Schematic summary of the Integration Site Looping Assay (ISLA). Essential aspects of
this procedure are schematically shown here, whereas full details are provided in
Supplementary Figure 1 from [31]. The
structure of a full-length provirus and adjacent cellular sequences are shown at the top
of the figure. Long terminal repeated sequences (LTRs) flank the provirus, with LTRs
subdivided into U3, R, and U5 segments. These segment names derive from their origins in
viral genomic RNA; they are found to be: unique to the 3’ end of the human
immunodeficiency virus (HIV) genomic RNA (U3), repeated at each end of the HIV genomic
RNA (R), and unique to the 5’ end of the HIV genomic RNA (U5).

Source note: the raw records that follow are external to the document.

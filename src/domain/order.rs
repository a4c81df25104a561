// ============================================================================
// Order Domain Model
// ============================================================================

use chrono::{DateTime, Utc};
use rust_decimal::Decimal;
use std::fmt;
use uuid::Uuid;

use crate::anonymizer::PublicId;

#[cfg(feature = "serde")]
use serde::{Deserialize, Serialize};

// ============================================================================
// Value Objects
// ============================================================================

#[derive(Debug, Clone, Copy, PartialEq, Eq, Hash)]
#[cfg_attr(feature = "serde", derive(Serialize, Deserialize))]
pub struct OrderId(Uuid);

impl OrderId {
    pub fn new() -> Self {
        Self(Uuid::new_v4())
    }

    pub fn from_uuid(uuid: Uuid) -> Self {
        Self(uuid)
    }

    pub fn as_uuid(&self) -> &Uuid {
        &self.0
    }
}

impl Default for OrderId {
    fn default() -> Self {
        Self::new()
    }
}

impl fmt::Display for OrderId {
    fn fmt(&self, f: &mut fmt::Formatter<'_>) -> fmt::Result {
        self.0.fmt(f)
    }
}

/// Opaque reference to the submitting participant, supplied by the external
/// identity system. It never appears in any public view, trade record, or
/// log line; the `Debug` impl is redacted so derived `Debug` output on
/// containing types cannot leak it either.
#[derive(Clone, PartialEq, Eq, Hash)]
#[cfg_attr(feature = "serde", derive(Serialize, Deserialize))]
pub struct OwnerRef(String);

impl OwnerRef {
    pub fn new(reference: impl Into<String>) -> Self {
        Self(reference.into())
    }
}

impl fmt::Debug for OwnerRef {
    fn fmt(&self, f: &mut fmt::Formatter<'_>) -> fmt::Result {
        f.write_str("OwnerRef(..)")
    }
}

/// Traded fuel/commodity identifier (e.g. `GREEN_HYDROGEN`, `AMMONIA`).
#[derive(Debug, Clone, PartialEq, Eq, Hash, PartialOrd, Ord)]
#[cfg_attr(feature = "serde", derive(Serialize, Deserialize))]
pub struct Symbol(String);

impl Symbol {
    pub fn new(symbol: impl Into<String>) -> Self {
        Self(symbol.into())
    }

    pub fn as_str(&self) -> &str {
        &self.0
    }
}

impl From<&str> for Symbol {
    fn from(symbol: &str) -> Self {
        Self(symbol.to_string())
    }
}

impl From<String> for Symbol {
    fn from(symbol: String) -> Self {
        Self(symbol)
    }
}

impl fmt::Display for Symbol {
    fn fmt(&self, f: &mut fmt::Formatter<'_>) -> fmt::Result {
        f.write_str(&self.0)
    }
}

#[derive(Debug, Clone, Copy, PartialEq, Eq, Hash)]
#[cfg_attr(feature = "serde", derive(Serialize, Deserialize))]
pub enum Side {
    Buy,
    Sell,
}

impl Side {
    pub fn opposite(self) -> Self {
        match self {
            Side::Buy => Side::Sell,
            Side::Sell => Side::Buy,
        }
    }
}

// ============================================================================
// Order Status Machine
// ============================================================================

/// Closed set of order statuses. The source of truth for which orders may
/// still trade (`is_active`) and which are frozen forever (`is_terminal`).
#[derive(Debug, Clone, Copy, PartialEq, Eq, Hash)]
#[cfg_attr(feature = "serde", derive(Serialize, Deserialize))]
pub enum OrderStatus {
    Open,
    PartiallyFilled,
    Matched,
    Cancelled,
}

impl OrderStatus {
    /// Terminal statuses never transition again and are excluded from
    /// matching.
    pub fn is_terminal(&self) -> bool {
        matches!(self, OrderStatus::Matched | OrderStatus::Cancelled)
    }

    /// Active orders rest in the book and participate in matching.
    pub fn is_active(&self) -> bool {
        matches!(self, OrderStatus::Open | OrderStatus::PartiallyFilled)
    }

    pub fn can_be_cancelled(&self) -> bool {
        self.is_active()
    }

    /// Apply a transition, enforcing monotonicity: once terminal, an order
    /// never changes status again.
    pub fn transition(self, transition: StatusTransition) -> Result<OrderStatus, String> {
        match (self, transition) {
            (OrderStatus::Open, StatusTransition::PartialFill) => Ok(OrderStatus::PartiallyFilled),
            (OrderStatus::Open, StatusTransition::Fill) => Ok(OrderStatus::Matched),
            (OrderStatus::Open, StatusTransition::Cancel) => Ok(OrderStatus::Cancelled),

            (OrderStatus::PartiallyFilled, StatusTransition::PartialFill) => {
                Ok(OrderStatus::PartiallyFilled)
            },
            (OrderStatus::PartiallyFilled, StatusTransition::Fill) => Ok(OrderStatus::Matched),
            (OrderStatus::PartiallyFilled, StatusTransition::Cancel) => Ok(OrderStatus::Cancelled),

            _ => Err(format!(
                "invalid transition from {:?} via {:?}",
                self, transition
            )),
        }
    }
}

impl fmt::Display for OrderStatus {
    fn fmt(&self, f: &mut fmt::Formatter<'_>) -> fmt::Result {
        let name = match self {
            OrderStatus::Open => "OPEN",
            OrderStatus::PartiallyFilled => "PARTIALLY_FILLED",
            OrderStatus::Matched => "MATCHED",
            OrderStatus::Cancelled => "CANCELLED",
        };
        f.write_str(name)
    }
}

/// Valid transitions for the order status machine
#[derive(Debug, Clone, Copy)]
pub enum StatusTransition {
    PartialFill,
    Fill,
    Cancel,
}

// ============================================================================
// Order Entity
// ============================================================================

/// A single unit of trading intent. Created by the matching engine on
/// submission, mutated only through the checked `fill`/`cancel` methods,
/// and retired (excluded from matching, never deleted) once terminal.
///
/// Invariants, maintained by construction:
/// - `0 <= remaining_quantity <= original_quantity`
/// - `status == Matched` exactly when `remaining_quantity == 0`
/// - terminal orders are immutable
#[derive(Debug, Clone)]
#[cfg_attr(feature = "serde", derive(Serialize, Deserialize))]
pub struct Order {
    pub id: OrderId,
    owner: OwnerRef,
    pub public_id: PublicId,
    pub side: Side,
    pub symbol: Symbol,
    pub limit_price: Decimal,
    pub original_quantity: Decimal,
    remaining_quantity: Decimal,
    status: OrderStatus,
    pub created_at: DateTime<Utc>,
    /// Arrival stamp assigned under the symbol gate; strictly increasing
    /// per symbol, so it encodes time priority even when wall-clock
    /// timestamps collide.
    pub sequence: u64,
}

impl Order {
    #[allow(clippy::too_many_arguments)]
    pub(crate) fn new(
        owner: OwnerRef,
        public_id: PublicId,
        side: Side,
        symbol: Symbol,
        limit_price: Decimal,
        quantity: Decimal,
        created_at: DateTime<Utc>,
        sequence: u64,
    ) -> Self {
        Self {
            id: OrderId::new(),
            owner,
            public_id,
            side,
            symbol,
            limit_price,
            original_quantity: quantity,
            remaining_quantity: quantity,
            status: OrderStatus::Open,
            created_at,
            sequence,
        }
    }

    pub fn remaining_quantity(&self) -> Decimal {
        self.remaining_quantity
    }

    pub fn filled_quantity(&self) -> Decimal {
        self.original_quantity - self.remaining_quantity
    }

    pub fn status(&self) -> OrderStatus {
        self.status
    }

    /// Ownership check without exposing the reference itself.
    pub fn is_owned_by(&self, owner: &OwnerRef) -> bool {
        &self.owner == owner
    }

    /// Whether two orders were submitted by the same participant (used for
    /// optional self-match prevention).
    pub fn same_owner(&self, other: &Order) -> bool {
        self.owner == other.owner
    }

    // ========================================================================
    // Checked Mutations (crate-private: only the engine drives these)
    // ========================================================================

    /// Fill `quantity` of this order. Refuses overfills and fills on
    /// inactive orders; returns whether the fill was applied.
    pub(crate) fn fill(&mut self, quantity: Decimal) -> bool {
        if quantity <= Decimal::ZERO || quantity > self.remaining_quantity {
            return false;
        }
        let transition = if quantity == self.remaining_quantity {
            StatusTransition::Fill
        } else {
            StatusTransition::PartialFill
        };
        match self.status.transition(transition) {
            Ok(next) => {
                self.remaining_quantity -= quantity;
                self.status = next;
                true
            },
            Err(_) => false,
        }
    }

    /// Cancel this order. Returns false if it already reached a terminal
    /// status.
    pub(crate) fn cancel(&mut self) -> bool {
        match self.status.transition(StatusTransition::Cancel) {
            Ok(next) => {
                self.status = next;
                true
            },
            Err(_) => false,
        }
    }
}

Using 2
virus-specific primers from the env and nef genes,
linear amplification is carried out to increase the representation of these sequences in
the cellular DNA preparation (Step 1). Products extending from the nef
primer that reach the adjacent host sequences are much shorter (approximately 0.8kb vs
approximately 2.8 kb) and hence are much more efficiently generated. An aliquot of this
reaction is then used to extend DNA from random primer sequences containing the U5
region at the 5’ end (Step 2). This product is then denatured and reannealed to
form a loop with the U5 region of the provirus hybridizing to its complement derived
from extension products generated with random primers (Step 3). Such products are then
selectively polymerase chain reaction (PCR)–amplified using R region primers and
then sequenced to determine the host genome sequences immediately adjacent to the
3’ end of the provirus (ie, the integration site, Step 4). To link the
integration site to a specific proviral genome, the sequence obtained needs to extend
into the gp120 protein coding sequence of the viral env gene, the
region of highest level of viral genetic variation. Hence, in step 5, integration site
(IS)–specific primers are generated to provide the specificity to amplify the
longer, less efficiently produced env IS products.